Análise

Alexandre Garcia: Pau que bate em Chico

"Já que pegou idosos nos descontos da previdência, o governo agora alega que a censura nas redes é para proteger as criancinhas. Sendo a censura política, os censores de hoje podem ser os censurados de amanhã", afirma o jornalista

O plenário do STF ficou totalmente destruído no 8 de Janeiro... -  (crédito: Divulgação/STF/Felipe Sampaio)
O plenário do STF ficou totalmente destruído no 8 de Janeiro... - (crédito: Divulgação/STF/Felipe Sampaio)

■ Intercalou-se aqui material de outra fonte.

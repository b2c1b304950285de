/// Configuration default values
///
/// This module contains all the default values for configuration options,
/// making them easily changeable in one central location.
use std::time::Duration;

// Web server defaults
pub const DEFAULT_HOST: &str = "0.0.0.0";
pub const DEFAULT_PORT: u16 = 8080;

// Proxy defaults
pub const DEFAULT_PROXY_CONTENT: bool = true;
pub const DEFAULT_USER_AGENT: &str =
    "Mozilla/5.0 (X11; Ubuntu; Linux x86_64; rv:137.0) Gecko/20100101 Firefox/137.0";
pub const DEFAULT_CONNECT_TIMEOUT: Duration = Duration::from_secs(10);
pub const DEFAULT_SEGMENT_TIMEOUT: Duration = Duration::from_secs(30);
pub const DEFAULT_KEY_TIMEOUT: Duration = Duration::from_secs(5);

// Stream cache defaults
pub const DEFAULT_CACHE_TTL: Duration = Duration::from_secs(30);
pub const DEFAULT_CACHE_CAPACITY: usize = 100;

// Concurrency governor defaults
pub const DEFAULT_MAX_SESSIONS: usize = 10;
pub const DEFAULT_IDLE_TIMEOUT: Duration = Duration::from_secs(30);
pub const DEFAULT_SWEEP_INTERVAL: Duration = Duration::from_secs(5);
pub const DEFAULT_DRAIN_TIMEOUT: Duration = Duration::from_secs(10);

// Resolution defaults
pub const DEFAULT_AGGREGATE_TIMEOUT: Duration = Duration::from_secs(60);
pub const DEFAULT_MAX_RETRIES: u32 = 2;
pub const DEFAULT_RETRY_JITTER_MS: u64 = 250;
pub const DEFAULT_UNHEALTHY_AFTER: u32 = 3;

// Per-service stage timeouts
pub const DEFAULT_PAGE_TIMEOUT: Duration = Duration::from_secs(8);
pub const DEFAULT_EMBED_TIMEOUT: Duration = Duration::from_secs(8);
pub const DEFAULT_BROWSER_WAIT_TIMEOUT: Duration = Duration::from_secs(20);
pub const DEFAULT_SERVICE_SEGMENT_TIMEOUT: Duration = Duration::from_secs(10);
pub const DEFAULT_SERVICE_TOTAL_TIMEOUT: Duration = Duration::from_secs(40);

// Embed scrape strategy defaults
pub const DEFAULT_PAGE_TEMPLATE: &str = "{base}/stream/stream-{id}.php";
pub const DEFAULT_LONG_ID_MIN_LEN: usize = 4;
pub const DEFAULT_EMBED_PATTERN: &str = r#"<iframe[^>]+src=["'](https?://[^"']+)["']"#;
pub const DEFAULT_STREAM_PATTERNS: &[&str] = &[
    r#"https?://[^"'\s<>]*\.m3u8[^"'\s<>]*"#,
    r#"https?://[^"'\s<>]*\.mp4[^"'\s<>]*"#,
    r#"https?://[^"'\s<>]*stream[^"'\s<>]*"#,
    r#"https?://[^"'\s<>]*cdn[^"'\s<>]*"#,
];
pub const DEFAULT_EXCLUDED_HOSTS: &[&str] = &["cdnjs.cloudflare.com"];
pub const DEFAULT_JS_VARIABLES: &[&str] = &["streamUrl", "videoUrl", "src", "url"];
pub const DEFAULT_BROWSER_READY_CONDITION: &str = "document.readyState === 'complete'";
pub const DEFAULT_BROWSER_PROBE_SCRIPT: &str = "(() => { \
    const hit = performance.getEntriesByType('resource').map(e => e.name) \
        .find(n => n.includes('.m3u8')); \
    if (hit) return hit; \
    const video = document.querySelector('video'); \
    if (video && (video.currentSrc || video.src)) return video.currentSrc || video.src; \
    return window.streamUrl || window.videoUrl || window.source || null; \
})()";

// Legacy auth chain defaults
pub const DEFAULT_IFRAME_TEMPLATE: &str = "{base}/premiumtv/daddylivehd.php?id={id}";
pub const DEFAULT_SERVER_LOOKUP_PATH: &str = "/server_lookup.php";

// Browser defaults
pub const DEFAULT_BROWSER_NAME: &str = "chrome";
pub const DEFAULT_BROWSER_POLL_INTERVAL: Duration = Duration::from_millis(250);
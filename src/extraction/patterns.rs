//! Compiled regex sets for the embed-scrape strategy

use regex::Regex;

use crate::models::EmbedScrapeConfig;
use crate::utils::url::UrlUtils;

/// Static assets that match the loose `cdn`/`stream` patterns but are never streams
const ASSET_EXTENSIONS: &[&str] = &[
    "js", "css", "png", "jpg", "jpeg", "gif", "svg", "webp", "ico", "woff", "woff2", "ttf",
];

#[derive(Debug, Clone)]
pub struct EmbedPatterns {
    embed: Regex,
    streams: Vec<Regex>,
    js_variables: Vec<Regex>,
    excluded_hosts: Vec<String>,
}

impl EmbedPatterns {
    pub fn compile(config: &EmbedScrapeConfig) -> Result<Self, regex::Error> {
        let embed = Regex::new(&config.embed_pattern)?;
        let streams = config
            .stream_patterns
            .iter()
            .map(|p| Regex::new(p))
            .collect::<Result<Vec<_>, _>>()?;
        let js_variables = config
            .js_variables
            .iter()
            .map(|name| {
                Regex::new(&format!(
                    r#"\b{}\s*[:=]\s*["'](https?://[^"']+)["']"#,
                    regex::escape(name)
                ))
            })
            .collect::<Result<Vec<_>, _>>()?;

        Ok(Self {
            embed,
            streams,
            js_variables,
            excluded_hosts: config
                .excluded_hosts
                .iter()
                .map(|h| h.to_ascii_lowercase())
                .collect(),
        })
    }

    /// First embed reference in the channel page. Relative references are
    /// resolved against `page_url`.
    pub fn find_embed(&self, html: &str, page_url: &str) -> Option<String> {
        let html = normalize(html);
        self.embed.captures_iter(&html).find_map(|captures| {
            let raw = captures
                .get(1)
                .or_else(|| captures.get(0))
                .map(|m| m.as_str().trim())?;
            if raw.is_empty() {
                return None;
            }
            if UrlUtils::is_http_url(raw) {
                Some(raw.to_string())
            } else {
                UrlUtils::join(page_url, raw).ok()
            }
        })
    }

    /// Direct stream URLs in pattern priority order, de-duplicated, with
    /// excluded hosts, static assets and the `skip` URLs removed
    pub fn find_streams(&self, html: &str, skip: &[&str]) -> Vec<String> {
        let html = normalize(html);
        let mut found: Vec<String> = Vec::new();

        for pattern in &self.streams {
            for m in pattern.find_iter(&html) {
                let candidate = m.as_str().trim_end_matches(['\\', ',', ';', ')']);
                if found.iter().any(|f| f == candidate)
                    || skip.contains(&candidate)
                    || !self.is_candidate(candidate)
                {
                    continue;
                }
                found.push(candidate.to_string());
            }
        }
        found
    }

    /// Stream URL assigned to one of the known JavaScript variables
    pub fn find_js_stream(&self, html: &str, skip: &[&str]) -> Option<String> {
        let html = normalize(html);
        self.js_variables.iter().find_map(|pattern| {
            pattern
                .captures_iter(&html)
                .filter_map(|c| c.get(1).map(|m| m.as_str().to_string()))
                .find(|url| !skip.contains(&url.as_str()) && self.is_candidate(url))
        })
    }

    fn is_candidate(&self, url: &str) -> bool {
        if !UrlUtils::is_http_url(url) {
            return false;
        }
        let host = UrlUtils::extract_host(url)
            .unwrap_or_default()
            .to_ascii_lowercase();
        if self
            .excluded_hosts
            .iter()
            .any(|excluded| host == *excluded || host.ends_with(&format!(".{excluded}")))
        {
            return false;
        }
        !ASSET_EXTENSIONS
            .iter()
            .any(|ext| UrlUtils::path_has_extension(url, ext))
    }
}

/// Undo the escaping pages commonly apply to URLs embedded in scripts and attributes
fn normalize(html: &str) -> String {
    html.replace("\\/", "/").replace("&amp;", "&")
}
//! Core stream facade
//!
//! Glues catalog lookup, cached resolution, playlist fetching and rewriting,
//! and content relay together. The web layer talks only to this service.

use std::num::NonZeroUsize;
use std::sync::Arc;
use std::time::Duration;

use bytes::Bytes;
use serde::Serialize;
use tracing::{debug, info, warn};

use crate::config::Config;
use crate::errors::{AppError, AppResult, FetchError, ProxyError, ResolveError};
use crate::extraction::{BrowserAutomation, PipelineDeps, ServiceRegistry, ServiceStatus};
use crate::models::{
    Channel, ChannelCatalog, PassthroughCatalog, StaticCatalog, StreamDescriptor,
};
use crate::proxy::{
    ContentProxy, OpaqueUrlCodec, PlaylistRewriter, RelayedContent, RewriteContext, TokenPayload,
    is_playlist,
};
use crate::services::concurrency_governor::{ConcurrencyGovernor, SessionInfo, SessionKind};
use crate::services::stream_cache::{CacheStats, StreamCache};
use crate::utils::http_client::{HttpFetcher, HttpRequest, RetryPolicy, StageFetcher};
use crate::utils::url::UrlUtils;

/// What the stream endpoint hands back to the client
#[derive(Debug, Clone, PartialEq, Eq)]
pub enum PlaylistResponse {
    /// Playlist text, rewritten where proxying applies
    Playlist(String),
    /// Send the client elsewhere
    Redirect(String),
}

/// Health surface
#[derive(Debug, Clone, Serialize)]
pub struct HealthReport {
    pub status: &'static str,
    pub active_sessions: usize,
    pub max_sessions: usize,
    pub accepting_sessions: bool,
    pub proxy_content: bool,
    pub cache: CacheStats,
    pub services: Vec<ServiceStatus>,
}

/// Body served for a channel that only resolved to its embed page
pub fn degraded_playlist(descriptor: &StreamDescriptor) -> String {
    format!(
        "#EXTM3U\n#EXTINF:-1,{}\n{}\n",
        descriptor.service, descriptor.url
    )
}

fn fetch_to_proxy_error(error: FetchError) -> ProxyError {
    match error {
        FetchError::Timeout { url, .. } => ProxyError::Timeout {
            url: UrlUtils::redact(&url),
        },
        FetchError::Status { url, status } => ProxyError::Status {
            url: UrlUtils::redact(&url),
            status,
        },
        FetchError::Network { url, message } | FetchError::InvalidContent { url, message } => {
            ProxyError::Upstream {
                url: UrlUtils::redact(&url),
                message,
            }
        }
    }
}

pub struct StreamService {
    catalog: Arc<dyn ChannelCatalog>,
    registry: Arc<ServiceRegistry>,
    cache: Arc<StreamCache>,
    governor: ConcurrencyGovernor,
    rewriter: PlaylistRewriter,
    content: ContentProxy,
    fetcher: Arc<dyn HttpFetcher>,
    retry: RetryPolicy,
    nested_playlist_timeout: Duration,
}

impl StreamService {
    #[allow(clippy::too_many_arguments)]
    pub fn new(
        catalog: Arc<dyn ChannelCatalog>,
        registry: Arc<ServiceRegistry>,
        cache: Arc<StreamCache>,
        governor: ConcurrencyGovernor,
        rewriter: PlaylistRewriter,
        content: ContentProxy,
        fetcher: Arc<dyn HttpFetcher>,
        retry: RetryPolicy,
        nested_playlist_timeout: Duration,
    ) -> Self {
        Self {
            catalog,
            registry,
            cache,
            governor,
            rewriter,
            content,
            fetcher,
            retry,
            nested_playlist_timeout,
        }
    }

    /// Wire every component from configuration
    pub fn from_config(
        config: &Config,
        fetcher: Arc<dyn HttpFetcher>,
        browser: Option<Arc<dyn BrowserAutomation>>,
    ) -> AppResult<Self> {
        let codec = Arc::new(OpaqueUrlCodec::from_config(config.proxy.token_key.as_deref())?);
        if config.proxy.token_key.is_none() {
            warn!("No proxy.token_key configured, generated an ephemeral key; tokens will not survive a restart");
        }

        let retry = RetryPolicy {
            max_retries: config.resolution.max_retries,
            jitter_ms: config.resolution.retry_jitter_ms,
        };
        let deps = PipelineDeps::new(fetcher.clone())
            .with_browser(browser)
            .with_retry(retry);
        let registry =
            ServiceRegistry::from_descriptors(&config.services, &deps, &config.resolution)?;

        let capacity = NonZeroUsize::new(config.cache.capacity)
            .ok_or_else(|| AppError::configuration("cache.capacity must be at least 1"))?;
        let cache = StreamCache::new(config.cache.ttl, capacity);

        let catalog: Arc<dyn ChannelCatalog> = if config.channels.is_empty() {
            Arc::new(PassthroughCatalog)
        } else {
            Arc::new(StaticCatalog::new(config.channels.iter().cloned()))
        };

        let governor = ConcurrencyGovernor::new(&config.governor);
        let rewriter = PlaylistRewriter::new(
            codec.clone(),
            &config.web.public_prefix,
            config.proxy.proxy_content,
        );
        let content = ContentProxy::new(codec, governor.clone(), &config.proxy);

        info!(
            "Stream service ready: {} service(s), {} session cap, content proxying {}",
            registry.len(),
            governor.limit(),
            if config.proxy.proxy_content { "on" } else { "off" }
        );

        Ok(Self::new(
            catalog,
            Arc::new(registry),
            Arc::new(cache),
            governor,
            rewriter,
            content,
            fetcher,
            retry,
            config.proxy.segment_timeout,
        ))
    }

    pub fn governor(&self) -> &ConcurrencyGovernor {
        &self.governor
    }

    async fn lookup_channel(&self, channel_id: &str) -> AppResult<Channel> {
        let channel = self.catalog.lookup(channel_id).await.ok_or_else(|| {
            ResolveError::UnknownChannel {
                channel_id: channel_id.to_string(),
            }
        })?;
        Ok(channel)
    }

    /// Resolve a channel through the cache, coalescing concurrent callers
    pub async fn resolve_stream(&self, channel_id: &str) -> AppResult<StreamDescriptor> {
        let channel = self.lookup_channel(channel_id).await?;
        let registry = &self.registry;
        let descriptor = self
            .cache
            .get_or_resolve(&channel.id, || async { registry.resolve(&channel).await })
            .await?;
        Ok(descriptor)
    }

    /// Resolve against one named service, bypassing the cache
    pub async fn resolve_with_service(
        &self,
        channel_id: &str,
        service: &str,
    ) -> AppResult<StreamDescriptor> {
        let channel = self.lookup_channel(channel_id).await?;
        info!("Resolving channel {} with service '{}' only", channel_id, service);
        Ok(self.registry.resolve_with(service, &channel).await?)
    }

    /// Playlist for a channel: degraded, redirected, or fetched and rewritten
    pub async fn playlist(&self, channel_id: &str) -> AppResult<PlaylistResponse> {
        let session = self.governor.admit(SessionKind::Playlist, Some(channel_id))?;
        let cancel = session.cancellation();
        tokio::select! {
            _ = cancel.cancelled() => {
                info!("Playlist session {} for channel {} cancelled", session.id(), channel_id);
                Err(ProxyError::Cancelled { session: session.id() }.into())
            }
            served = self.serve_playlist(channel_id) => served,
        }
    }

    async fn serve_playlist(&self, channel_id: &str) -> AppResult<PlaylistResponse> {
        let descriptor = self.resolve_stream(channel_id).await?;

        if descriptor.is_client_side() {
            warn!(
                "Serving degraded playlist for channel {} from '{}'",
                channel_id, descriptor.service
            );
            return Ok(PlaylistResponse::Playlist(degraded_playlist(&descriptor)));
        }
        if !self.rewriter.proxy_content() {
            return Ok(PlaylistResponse::Redirect(descriptor.url));
        }

        let budget = self
            .registry
            .descriptor(&descriptor.service)
            .map(|service| service.timeouts.segment)
            .unwrap_or(self.nested_playlist_timeout);
        let request = HttpRequest::get(&descriptor.url)
            .referer(descriptor.referer.as_deref(), descriptor.origin.as_deref());
        let response = match StageFetcher::new(self.fetcher.as_ref(), self.retry)
            .fetch("playlist", request, budget)
            .await
        {
            Ok(response) => response,
            Err(e) => {
                // A refused or unreachable stream URL must not stay cached
                if matches!(e, FetchError::Status { .. } | FetchError::Network { .. }) {
                    self.cache.invalidate(&descriptor.channel_id).await;
                }
                warn!(
                    "Playlist fetch for channel {} via '{}' failed: {}",
                    channel_id, descriptor.service, e
                );
                return Err(fetch_to_proxy_error(e).into());
            }
        };

        let context = RewriteContext::new(
            descriptor.referer_host.clone(),
            Some(descriptor.channel_id.clone()),
        )
        .with_base_url(&response.final_url);

        if !is_playlist(&response.body) {
            // Progressive media such as mp4 is relayed as plain content
            debug!(
                "Channel {} resolved to non-playlist content, redirecting to relay",
                channel_id
            );
            let location = self.rewriter.content_location(&descriptor.url, &context)?;
            return Ok(PlaylistResponse::Redirect(location));
        }

        let rewritten = self.rewriter.rewrite(&response.body, &context)?;
        info!(
            "Served playlist for channel {} via '{}'",
            channel_id, descriptor.service
        );
        Ok(PlaylistResponse::Playlist(rewritten))
    }

    /// Variant playlist referenced by a master playlist
    pub async fn nested_playlist(&self, token: &str) -> AppResult<String> {
        let payload = self.rewriter.codec().decode(token)?;
        let session = self
            .governor
            .admit(SessionKind::NestedPlaylist, payload.channel_id.as_deref())?;
        let cancel = session.cancellation();
        tokio::select! {
            _ = cancel.cancelled() => Err(ProxyError::Cancelled { session: session.id() }.into()),
            served = self.serve_nested_playlist(payload) => served,
        }
    }

    async fn serve_nested_playlist(&self, payload: TokenPayload) -> AppResult<String> {
        let (referer, origin) = match payload.referer_host.as_deref() {
            Some(host) if !host.is_empty() => {
                let (referer, origin) = UrlUtils::referer_headers_for_host(host);
                (Some(referer), Some(origin))
            }
            _ => (None, None),
        };
        let request = HttpRequest::get(&payload.url).referer(referer.as_deref(), origin.as_deref());
        let response = StageFetcher::new(self.fetcher.as_ref(), self.retry)
            .fetch("nested_playlist", request, self.nested_playlist_timeout)
            .await
            .map_err(fetch_to_proxy_error)?;

        if !is_playlist(&response.body) {
            return Err(ProxyError::Upstream {
                url: UrlUtils::redact(&payload.url),
                message: "response is not an HLS playlist".to_string(),
            }
            .into());
        }

        let context = RewriteContext::new(payload.referer_host, payload.channel_id)
            .with_base_url(&response.final_url);
        Ok(self.rewriter.rewrite(&response.body, &context)?)
    }

    pub async fn stream_content(&self, token: &str, range: Option<&str>) -> AppResult<RelayedContent> {
        self.content.stream_content(token, range).await
    }

    pub async fn fetch_key(&self, key_token: &str, referer_token: &str) -> AppResult<Bytes> {
        self.content.fetch_key(key_token, referer_token).await
    }

    pub async fn health(&self) -> HealthReport {
        let services = self.registry.statuses();
        let usable = services.iter().any(|s| s.enabled && s.healthy);
        HealthReport {
            status: if usable { "healthy" } else { "degraded" },
            active_sessions: self.governor.active_count(),
            max_sessions: self.governor.limit(),
            accepting_sessions: !self.governor.is_closing(),
            proxy_content: self.rewriter.proxy_content(),
            cache: self.cache.stats().await,
            services,
        }
    }

    pub fn services(&self) -> Vec<ServiceStatus> {
        self.registry.statuses()
    }

    pub fn set_service_enabled(&self, name: &str, enabled: bool) -> AppResult<ServiceStatus> {
        if !self.registry.set_enabled(name, enabled) {
            return Err(AppError::not_found("service", name));
        }
        self.registry
            .statuses()
            .into_iter()
            .find(|status| status.name == name)
            .ok_or_else(|| AppError::not_found("service", name))
    }

    pub fn sessions(&self) -> Vec<SessionInfo> {
        self.governor.sessions()
    }

    pub async fn invalidate(&self, channel_id: &str) -> bool {
        self.cache.invalidate(channel_id).await
    }

    pub async fn clear_cache(&self) -> usize {
        self.cache.clear().await
    }
}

Dois grandes jornais amanheceram domingo com editoriais condenando a censura que o Judiciário fez sobre reportagem de Zero Hora, com o escandaloso contracheque de uma desembargadora, de R$ 662 mil num único mês. O jornal e a jornalista autora foram condenados pelo próprio tribunal a que pertence a desembargadora a uma indenização — coincidência — de outros R$ 600 mil. O teto no serviço público é de pouco mais de R$ 46 mil e a Constituição diz que a istração pública exige legalidade, moralidade, publicidade. A remuneração é, portanto, pública. Ficou parecendo uma vindita, um aviso de não se meter com o Judiciário, como um reflexo de reações do Supremo.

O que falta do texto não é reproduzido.